* **TASK**:
The answer is the set of lines that include "windows", copied from the data below.

* **SOURCE RECORDS**:
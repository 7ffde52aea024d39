//! Endpoint - 環境ごとのエンドポイント解決
//!
//! テンプレートは `{}` を環境名のプレースホルダとして持つ URL
//! （例: `https://stbillingcosts{}we.blob.core.windows.net/`）。
//! `{}` 以外の波括弧は不正なテンプレートとして扱う。

use url::Url;

use crate::domain::{Environment, SyncError};

const PUBLIC_BLOB_HOST_SUFFIX: &str = ".blob.core.windows.net";

/// Storage account addressed by a resolved endpoint.
#[derive(Debug, Clone, PartialEq, Eq)]
pub struct AccountEndpoint {
    pub account: String,
    /// Set when the host is not `<account>.blob.core.windows.net`.
    pub custom_endpoint: Option<String>,
}

/// Substitute `environment` into every `{}` of `template`.
pub fn resolve_template(template: &str, environment: Environment) -> Result<String, SyncError> {
    let parts: Vec<&str> = template.split("{}").collect();
    if parts.iter().any(|p| p.contains(['{', '}'])) {
        return Err(SyncError::Template {
            template: template.to_string(),
            reason: "only '{}' placeholders are supported".to_string(),
        });
    }
    Ok(parts.join(environment.as_str()))
}

/// 解決済みエンドポイントからアカウント名と（必要なら）エンドポイント上書きを取り出す
///
/// エミュレータ形式（`http://127.0.0.1:10000/devstoreaccount1`）はパスの
/// 先頭セグメントがアカウント名。userinfo / query / fragment は無視する。
pub fn parse_account_endpoint(endpoint: &str) -> Result<AccountEndpoint, SyncError> {
    let invalid = |reason: String| SyncError::Template {
        template: endpoint.to_string(),
        reason,
    };

    let url = Url::parse(endpoint).map_err(|e| invalid(format!("invalid endpoint URL: {e}")))?;
    let host = url
        .host_str()
        .filter(|h| !h.is_empty())
        .ok_or_else(|| invalid("endpoint has no host".to_string()))?;

    if url.port().is_none()
        && let Some(account) = host.strip_suffix(PUBLIC_BLOB_HOST_SUFFIX)
    {
        return Ok(AccountEndpoint {
            account: account.to_string(),
            custom_endpoint: None,
        });
    }

    let account = url
        .path_segments()
        .and_then(|mut segments| segments.next())
        .filter(|s| !s.is_empty())
        .unwrap_or_else(|| host.split('.').next().unwrap_or(host));

    let authority = match url.port() {
        Some(port) => format!("{host}:{port}"),
        None => host.to_string(),
    };
    let custom_endpoint = format!(
        "{}://{}{}",
        url.scheme(),
        authority,
        url.path().trim_end_matches('/')
    );

    Ok(AccountEndpoint {
        account: account.to_string(),
        custom_endpoint: Some(custom_endpoint),
    })
}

* **EXPECTED OUTPUT**:
//! （例: `https://stbillingcosts{}we.blob.core.windows.net/`）。
const PUBLIC_BLOB_HOST_SUFFIX: &str = ".blob.core.windows.net";
    /// Set when the host is not `<account>.blob.core.windows.net`.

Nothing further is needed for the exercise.